Originally published Friday, July 15, 2005 at 12:00 AM
Movie review
Shining light on son's difficult trip to a new home
Hans Petter Moland's "The Beautiful Country" is the story of a harrowing journey, undertaken by a young Vietnamese man in 1990. Binh...
Seattle Times movie critic
Hans Petter Moland's "The Beautiful Country" is the story of a harrowing journey, undertaken by a young Vietnamese man in 1990. Binh (Damien Nguyen) has long been called "bui doi" (less than dust) by his foster family — it's a descriptor commonly applied to Vietnamese children with American fathers. Now a young man, he learns at the beginning of the film that his birth mother — whom he had thought dead — lives in Saigon.
Thus begins a long and difficult trip — which takes him from Saigon (where his mother is a maid) to Texas, via a fishing boat, a Malaysian refugee camp, a trans-Atlantic voyage on a ship that smuggles illegal immigrants, a slave barracks in New York and, finally, a remote Texas ranch — in search of the man (Nick Nolte) in a picture that his mother has given to him.
"The Beautiful Country," with Damien Nguyen, Nick Nolte, Tim Roth, Bai Ling, Temuera Morrison. Directed by Hans Petter Moland, from a screenplay by Sabina Murray. 125 minutes. Rated R for some language and a crude sexual reference. In Vietnamese and English, with English subtitles where necessary. Metro.
All of this is rendered with often-vivid details, particularly the murkiness of the boat's hold and the hellish arrival in the U.S., as the refugees slip ashore in the dark, stepping over the bodies of those who didn't survive the ordeal. But the storytelling is problematic — Binh seems uncannily able to find the right people at the right time — and the performances uneven.
Nguyen, himself a Vietnamese refugee, is an earnest and sincere screen presence but a rather deadpan actor. His performance is so internalized that Binh never really registers, and one scene in particular, in which an exasperated Binh loses his temper, just doesn't work at all. Nolte is charismatic, as always, but only appears in the last minutes of the film (despite having top billing). Tim Roth, as he so often does, steals the movie with a nasty little character turn, this time as the cold-eyed captain of the freighter.

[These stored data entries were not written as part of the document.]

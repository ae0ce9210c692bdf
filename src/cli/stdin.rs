//! Line-based control surface.
//!
//! Each line read is parsed into a [`WidgetCommand`] and forwarded to the
//! widget. Unparsable lines are logged and skipped. End of input closes the
//! channel, which ends the widget loop.

use tokio::io::{AsyncBufRead, AsyncBufReadExt, BufReader};
use tokio::sync::mpsc;
use tokio::task::JoinHandle;
use tracing::{debug, warn};

use crate::widget::WidgetCommand;

/// Forwards commands read from `reader` until end of input, `quit`, or the
/// widget going away. Returns the number of commands forwarded.
pub async fn forward_commands<R>(reader: R, tx: mpsc::Sender<WidgetCommand>) -> usize
where
    R: AsyncBufRead + Unpin,
{
    let mut lines = reader.lines();
    let mut forwarded = 0;

    loop {
        let line = match lines.next_line().await {
            Ok(Some(line)) => line,
            Ok(None) => {
                debug!("End of command input");
                break;
            }
            Err(e) => {
                warn!(error = %e, "Failed to read command input");
                break;
            }
        };
        if line.trim().is_empty() {
            continue;
        }

        let command = match WidgetCommand::parse(&line) {
            Ok(command) => command,
            Err(e) => {
                warn!(error = %e, line = %line, "Unrecognized command");
                continue;
            }
        };
        let quit = command == WidgetCommand::Quit;
        if tx.send(command).await.is_err() {
            break;
        }
        forwarded += 1;
        if quit {
            break;
        }
    }
    forwarded
}

/// Spawns a task forwarding commands typed on standard input.
pub fn spawn_stdin_reader(tx: mpsc::Sender<WidgetCommand>) -> JoinHandle<usize> {
    tokio::spawn(forward_commands(BufReader::new(tokio::io::stdin()), tx))
}

#[cfg(test)]
mod tests {
    use super::*;

    #[tokio::test]
    async fn test_forwards_valid_lines_in_order() {
        let (tx, mut rx) = mpsc::channel(8);
        let input: &[u8] = b"add 60 10\n\nsnooze\naway\n";

        let forwarded = forward_commands(input, tx).await;

        assert_eq!(forwarded, 2);
        assert_eq!(
            rx.recv().await,
            Some(WidgetCommand::AddPair {
                work_secs: Some(60),
                break_secs: Some(10)
            })
        );
        assert_eq!(rx.recv().await, Some(WidgetCommand::Away));
        assert_eq!(rx.recv().await, None);
    }

    #[tokio::test]
    async fn test_stops_after_quit() {
        let (tx, mut rx) = mpsc::channel(8);
        let input: &[u8] = b"quit\nback\n";

        let forwarded = forward_commands(input, tx).await;

        assert_eq!(forwarded, 1);
        assert_eq!(rx.recv().await, Some(WidgetCommand::Quit));
        assert_eq!(rx.recv().await, None);
    }

    #[tokio::test]
    async fn test_stops_when_widget_gone() {
        let (tx, rx) = mpsc::channel(8);
        drop(rx);
        let input: &[u8] = b"away\nback\n";

        assert_eq!(forward_commands(input, tx).await, 0);
    }
}
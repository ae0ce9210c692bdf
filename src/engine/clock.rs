//! Process-wide tick source.
//!
//! The clock owns the ordered list of subscribed timers. It does not call
//! back into them; the registry asks it for the subscriber snapshot on each
//! firing and routes the tick, re-checking the subscription at delivery time
//! so a timer stopped earlier in the same firing never sees the tick.

use std::sync::{Arc, Mutex, MutexGuard, PoisonError};

use tokio::time::{interval_at, Duration, Instant, Interval, MissedTickBehavior};
use tracing::{debug, trace};

use crate::types::TimerId;

/// Default period between two ticks.
pub const DEFAULT_TICK_INTERVAL: Duration = Duration::from_millis(1000);

#[derive(Debug, Default)]
struct ClockState {
    running: bool,
    subscribers: Vec<TimerId>,
    fired: u64,
}

/// Periodic tick source shared by every timer in the process.
#[derive(Debug)]
pub struct Clock {
    interval: Duration,
    state: Mutex<ClockState>,
}

impl Clock {
    /// Creates a stopped clock with the given period.
    pub fn new(interval: Duration) -> Self {
        Self {
            interval,
            state: Mutex::new(ClockState::default()),
        }
    }

    /// Creates a stopped clock wrapped for sharing.
    pub fn shared(interval: Duration) -> Arc<Self> {
        Arc::new(Self::new(interval))
    }

    /// Returns the period between two ticks.
    pub fn interval(&self) -> Duration {
        self.interval
    }

    /// Starts emitting ticks.
    pub fn start(&self) {
        let mut state = self.state();
        if !state.running {
            state.running = true;
            debug!(interval_ms = self.interval.as_millis() as u64, "Clock started");
        }
    }

    /// Stops emitting ticks. Subscriptions are kept.
    pub fn stop(&self) {
        let mut state = self.state();
        if state.running {
            state.running = false;
            debug!("Clock stopped");
        }
    }

    pub fn is_running(&self) -> bool {
        self.state().running
    }

    /// Adds a subscriber at the end of the delivery order.
    ///
    /// Returns false if the id was already subscribed.
    pub fn subscribe(&self, id: TimerId) -> bool {
        let mut state = self.state();
        if state.subscribers.contains(&id) {
            return false;
        }
        state.subscribers.push(id);
        trace!(timer = %id, "Subscribed to clock");
        true
    }

    /// Removes a subscriber.
    ///
    /// Returns false if the id was not subscribed.
    pub fn unsubscribe(&self, id: TimerId) -> bool {
        let mut state = self.state();
        let before = state.subscribers.len();
        state.subscribers.retain(|s| *s != id);
        let removed = state.subscribers.len() != before;
        if removed {
            trace!(timer = %id, "Unsubscribed from clock");
        }
        removed
    }

    pub fn is_subscribed(&self, id: TimerId) -> bool {
        self.state().subscribers.contains(&id)
    }

    pub fn subscriber_count(&self) -> usize {
        self.state().subscribers.len()
    }

    /// Performs one firing.
    ///
    /// Returns the subscribers in subscription order, or nothing while the
    /// clock is stopped.
    pub fn fire(&self) -> Vec<TimerId> {
        let mut state = self.state();
        if !state.running {
            return Vec::new();
        }
        state.fired += 1;
        trace!(tick = state.fired, subscribers = state.subscribers.len(), "Clock tick");
        state.subscribers.clone()
    }

    /// Number of firings since creation.
    pub fn ticks_fired(&self) -> u64 {
        self.state().fired
    }

    /// Builds the timer that paces [`Clock::fire`].
    ///
    /// The first tick is one period away. A late tick pushes the following
    /// ones back instead of bursting to catch up, so the schedule drifts with
    /// the consumer rather than staying aligned to absolute time.
    ///
    /// Must be called from within a tokio runtime.
    pub fn ticker(&self) -> Interval {
        let mut ticker = interval_at(Instant::now() + self.interval, self.interval);
        ticker.set_missed_tick_behavior(MissedTickBehavior::Delay);
        ticker
    }

    fn state(&self) -> MutexGuard<'_, ClockState> {
        self.state.lock().unwrap_or_else(PoisonError::into_inner)
    }
}

impl Default for Clock {
    fn default() -> Self {
        Self::new(DEFAULT_TICK_INTERVAL)
    }
}

// ============================================================================
// Tests
// ============================================================================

"The Beautiful Country" is a well-meaning film, at times achingly so — it's clearly intended to shine a light on forgotten victims of the Vietnam War. While it's too awkwardly filmed to achieve real resonance, there are moments that linger in the memory. The "beautiful country" of the title turns out to be a reference to two countries; two heritages that mingle in a young man, who's found a home far away from home.